People talk about libraries needing to evolve to fit the new realities of information literacy. Those people aren’t wrong, but the thing to keep in mind is that while there may be an image of “the library”, the concept of the library has already evolved over time. The concept of a public library, for the masses, was once unthinkable. The concept of computers in libraries was crazy. Libraries being places for meetings, presentations, story times – anything other than a warehouse of books with a librarian as the gatekeeper of knowledge – was once nothing but a dream.
The reason for this is actually fairly simple; its because libraries have become a service, and as such, they serve their patrons in the manner they need to be served. Nowhere, perhaps, is this more obvious than in the poorer, more rural library, which struggles to make ends meet, and balance between public service as a general need and public service as specified by the library’s core mission.
I bring this up because a friend of mine this week mentioned that her local library loans cake pans to people, and she thought this was great. I first heard of this phenomenon in library school and if you google “library cake pans” you will find out that this really is a “thing”. Its not uncommon for libraries to do this. And yet, it doesn’t seem like something libraries necessarily should do.
Consider it from the public service angle – how many times in your life are you really going to need a cake pan, especially a novelty one? If you make enough that you need cake pans regularly, you probably own a set of standard ones (I’m not a baker – is there such a thing as a set? Or is it just one pan? Doesn’t matter to this point.). But even if you bake regularly, one really probably doesn’t need a Spongebob Squarepants or Dora the Explorer cake pan all that often. So in a very real way, it makes sense to have a way to share these out amongst many people, defraying the cost of use; especially when you consider that, by and large, cake pan collections are probably donated, not bought by the library. Your son likes Pixar’s Cars at age 5? Great, here’s a Cars pan. See you next year when he’s six and wants the Batman pan. Everyone wins.

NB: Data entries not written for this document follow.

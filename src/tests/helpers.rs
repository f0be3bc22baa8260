//! Test helper utilities for kv-logger unit tests
//!
//! IMPORTANT: These helpers are test-only and should NEVER be used in production code.

// Allow dead code in test utilities - functions are used across different test files
#![allow(dead_code)]

use crate::error::LogResult;
use crate::sink::Sink;
use crate::value::{Field, Value};
use chrono::{DateTime, TimeZone, Utc};
use std::io::{self, Write};
use std::sync::{Arc, Mutex};

/// Sink that keeps every record it receives.
#[derive(Debug, Default)]
pub struct CaptureSink {
    records: Mutex<Vec<Vec<Field>>>,
}

impl CaptureSink {
    pub fn new() -> Arc<Self> {
        Arc::new(Self::default())
    }

    pub fn records(&self) -> Vec<Vec<Field>> {
        self.records.lock().unwrap().clone()
    }

    pub fn len(&self) -> usize {
        self.records.lock().unwrap().len()
    }
}

impl Sink for CaptureSink {
    fn log(&self, record: &[Field]) -> LogResult<()> {
        self.records.lock().unwrap().push(record.to_vec());
        Ok(())
    }
}

/// Value of the first field named `key`, if any.
pub fn field<'a>(record: &'a [Field], key: &str) -> Option<&'a Value> {
    record.iter().find(|(k, _)| k == key).map(|(_, v)| v)
}

/// Keys of a record in emission order.
pub fn keys(record: &[Field]) -> Vec<&str> {
    record.iter().map(|(k, _)| k.as_str()).collect()
}

/// Writer that appends into a shared buffer.
#[derive(Debug, Clone, Default)]
pub struct SharedBuffer {
    inner: Arc<Mutex<Vec<u8>>>,
}

impl SharedBuffer {
    pub fn contents(&self) -> String {
        String::from_utf8(self.inner.lock().unwrap().clone()).unwrap()
    }

    pub fn lines(&self) -> Vec<String> {
        self.contents().lines().map(str::to_string).collect()
    }
}

impl Write for SharedBuffer {
    fn write(&mut self, buf: &[u8]) -> io::Result<usize> {
        self.inner.lock().unwrap().extend_from_slice(buf);
        Ok(buf.len())
    }

    fn flush(&mut self) -> io::Result<()> {
        Ok(())
    }
}

/// Writer whose every operation fails, like a closed stream.
#[derive(Debug, Default)]
pub struct BrokenWriter;

impl Write for BrokenWriter {
    fn write(&mut self, _buf: &[u8]) -> io::Result<usize> {
        Err(io::Error::new(io::ErrorKind::BrokenPipe, "stream closed"))
    }

    fn flush(&mut self) -> io::Result<()> {
        Err(io::Error::new(io::ErrorKind::BrokenPipe, "stream closed"))
    }
}

/// Fixed clock for deterministic timestamps.
pub fn fixed_clock() -> DateTime<Utc> {
    Utc.with_ymd_and_hms(2024, 5, 1, 12, 30, 0).unwrap()
}

pub const FIXED_TS: &str = "2024-05-01T12:30:00Z";

/// Fixed clock 120ms past [`fixed_clock`].
pub fn fractional_clock() -> DateTime<Utc> {
    fixed_clock() + chrono::Duration::milliseconds(120)
}
//! Key/value elements carried by log records.
//!
//! Log calls take their context as a flat, alternating list of keys and values,
//! usually built with the [`kv!`](crate::kv) macro:
//!
//! ```rust
//! use kv_logger::{kv, Value};
//!
//! let fields = kv!("component", "fetcher", "retry", 3);
//! assert_eq!(fields[0], Value::from("component"));
//! assert_eq!(fields[3], Value::Int(3));
//! ```
//!
//! A list with an odd number of elements gets its last key paired with
//! [`Value::Missing`], written as `(MISSING)`.

use serde::{Serialize, Serializer};
use std::borrow::Cow;
use std::fmt;

/// Placeholder written for a key that has no value.
pub const MISSING_VALUE: &str = "(MISSING)";

/// One resolved record entry: the rendered key and its value.
pub type Field = (String, Value);

/// A key or value element of a log record.
#[derive(Debug, Clone, PartialEq)]
pub enum Value {
    Str(String),
    Int(i64),
    UInt(u64),
    Float(f64),
    Bool(bool),
    Null,
    /// Padding for an odd-length key/value list.
    Missing,
}

impl Value {
    /// Capture any displayable value by its textual form.
    pub fn display(value: impl fmt::Display) -> Self {
        Self::Str(value.to_string())
    }

    #[cfg(test)]
    pub(crate) fn is_missing(&self) -> bool {
        matches!(self, Self::Missing)
    }
}

impl fmt::Display for Value {
    fn fmt(&self, f: &mut fmt::Formatter<'_>) -> fmt::Result {
        match self {
            Self::Str(s) => f.write_str(s),
            Self::Int(i) => write!(f, "{i}"),
            Self::UInt(u) => write!(f, "{u}"),
            Self::Float(x) => write!(f, "{x}"),
            Self::Bool(b) => write!(f, "{b}"),
            Self::Null => f.write_str("null"),
            Self::Missing => f.write_str(MISSING_VALUE),
        }
    }
}

impl Serialize for Value {
    fn serialize<S: Serializer>(&self, serializer: S) -> Result<S::Ok, S::Error> {
        match self {
            Self::Str(s) => serializer.serialize_str(s),
            Self::Int(i) => serializer.serialize_i64(*i),
            Self::UInt(u) => serializer.serialize_u64(*u),
            // JSON has no NaN or infinity
            Self::Float(x) if !x.is_finite() => serializer.collect_str(x),
            Self::Float(x) => serializer.serialize_f64(*x),
            Self::Bool(b) => serializer.serialize_bool(*b),
            Self::Null => serializer.serialize_unit(),
            Self::Missing => serializer.serialize_str(MISSING_VALUE),
        }
    }
}

impl From<&str> for Value {
    fn from(value: &str) -> Self {
        Self::Str(value.to_string())
    }
}

impl From<String> for Value {
    fn from(value: String) -> Self {
        Self::Str(value)
    }
}

impl From<&String> for Value {
    fn from(value: &String) -> Self {
        Self::Str(value.clone())
    }
}

impl From<Cow<'_, str>> for Value {
    fn from(value: Cow<'_, str>) -> Self {
        Self::Str(value.into_owned())
    }
}

impl From<char> for Value {
    fn from(value: char) -> Self {
        Self::Str(value.to_string())
    }
}

impl From<bool> for Value {
    fn from(value: bool) -> Self {
        Self::Bool(value)
    }
}

impl From<f32> for Value {
    fn from(value: f32) -> Self {
        Self::Float(f64::from(value))
    }
}

impl From<f64> for Value {
    fn from(value: f64) -> Self {
        Self::Float(value)
    }
}

impl From<isize> for Value {
    fn from(value: isize) -> Self {
        Self::Int(value as i64)
    }
}

impl From<usize> for Value {
    fn from(value: usize) -> Self {
        Self::UInt(value as u64)
    }
}

impl From<()> for Value {
    fn from(_: ()) -> Self {
        Self::Null
    }
}

impl<T: Into<Value>> From<Option<T>> for Value {
    fn from(value: Option<T>) -> Self {
        value.map_or(Self::Null, Into::into)
    }
}

macro_rules! impl_from_int {
    ($variant:ident => $wide:ty: $($t:ty),+) => {
        $(
            impl From<$t> for Value {
                fn from(value: $t) -> Self {
                    Self::$variant(<$wide>::from(value))
                }
            }
        )+
    };
}

impl_from_int!(Int => i64: i8, i16, i32, i64);
impl_from_int!(UInt => u64: u8, u16, u32, u64);

/// Build an alternating key/value list for a log call.
///
/// Every element goes through `Value::from`, so string slices, integers,
/// floats, bools and options can be mixed freely.
#[macro_export]
macro_rules! kv {
    () => {
        [] as [$crate::Value; 0]
    };
    ($($item:expr),+ $(,)?) => {
        [$($crate::Value::from($item)),+]
    };
}

/// Pair up an alternating key/value list, padding a dangling key with
/// [`Value::Missing`].
pub fn pairs(keyvals: &[Value]) -> Vec<Field> {
    keyvals
        .chunks(2)
        .map(|chunk| {
            let key = chunk[0].to_string();
            let value = chunk.get(1).cloned().unwrap_or(Value::Missing);
            (key, value)
        })
        .collect()
}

But here’s the other side of the coin – what is a library’s mission? It is one of public service, yes, and it is one of loaning needed objects, yes, but the context of that mission is education and information. If you look at a page that lists multiple library mission statements, such as this one from the Mid-Hudson Library System: http://midhudson.org/department/member_information/missions.htm you will see that while they do often mention loaning material, they almost always put it in the context of learning, of education, of literature, etc. Do cake pans fit that mission?
I’m not trying to be down on loaning cake pans here, because I’m not. What I am saying is that it is definitely a peripheral service compared to the core mission, and things that are peripheral services need to make sure they don’t compromise the main mission. Questions to ask yourself about peripheral services:
- Is there sufficient room for this collection? In a rural library that’s only one room, there may not be.
- Is there sufficient interest in this collection? Cake pan collections actually do wind up being popular, but what about other collections? Not all collections will be.
- Is there sufficient staffing for this collection? If a staff member isn’t getting a core task done because they are taking care of a peripheral collection, that’s a problem. This might be a good place to ask for volunteers?
- Is the cost of the collection impacting core areas? As I said, cake pans are often donated, but I know that I’d look askew at any library that paid for a set of cake pans over new books or movies.
- Is there a specific definition of this collection? In other words, we have cake pans - why shouldn’t we have other cooking implements? Related but slightly different, where do we stop. A loanable power tool collection might also be very useful, but is it a practical collection for a library? If we say it isn’t, what’s the essential difference between a cake pan collection and a power tool one that makes one sensible and not the other?
None of these, however, mean that libraries shouldn’t experiment with different collections. At one time, libraries didn’t need to carry movies – and the questions were asked. Is there room, can we afford it, do enough people own VCRs, etc, etc. But now its very hard to imagine a library that does not loan movies in one format or another.
These questions aren’t even necessarily universal. The library in rural Montana may have different needs than the library in upstate New York or outside Phoenix, Arizona – this is true of both book collections and special collections. Each library and its staff and the public will need to determine what is right for their library. Maybe its cake pans. Maybe its power tools. Maybe its golf clubs. I don’t know. Maybe its nothing other than standard media. If you have an idea, you should talk about it with your librarian. And if your librarian says that’s nonsense… well. Have them google “library cake pans”. Or even better, google what you want in a library first and see if any other library does it.
And if you are making me a cake with a library cake pan, keep in mind I like dragons and polar bears. For example:
That is one creepy looking dragon. Given the pan, I could make you something far superior. But then you’d have to visit Rural Montana to see (and taste) it
Hey, my wife made that!
Also, iirc, that wasn’t actually a shaped pan, that was a cut the cake in a certain fashion one. But it still fit the bill.
IIRC, we didn’t do the wings because they were complicated and involved fruit roll ups.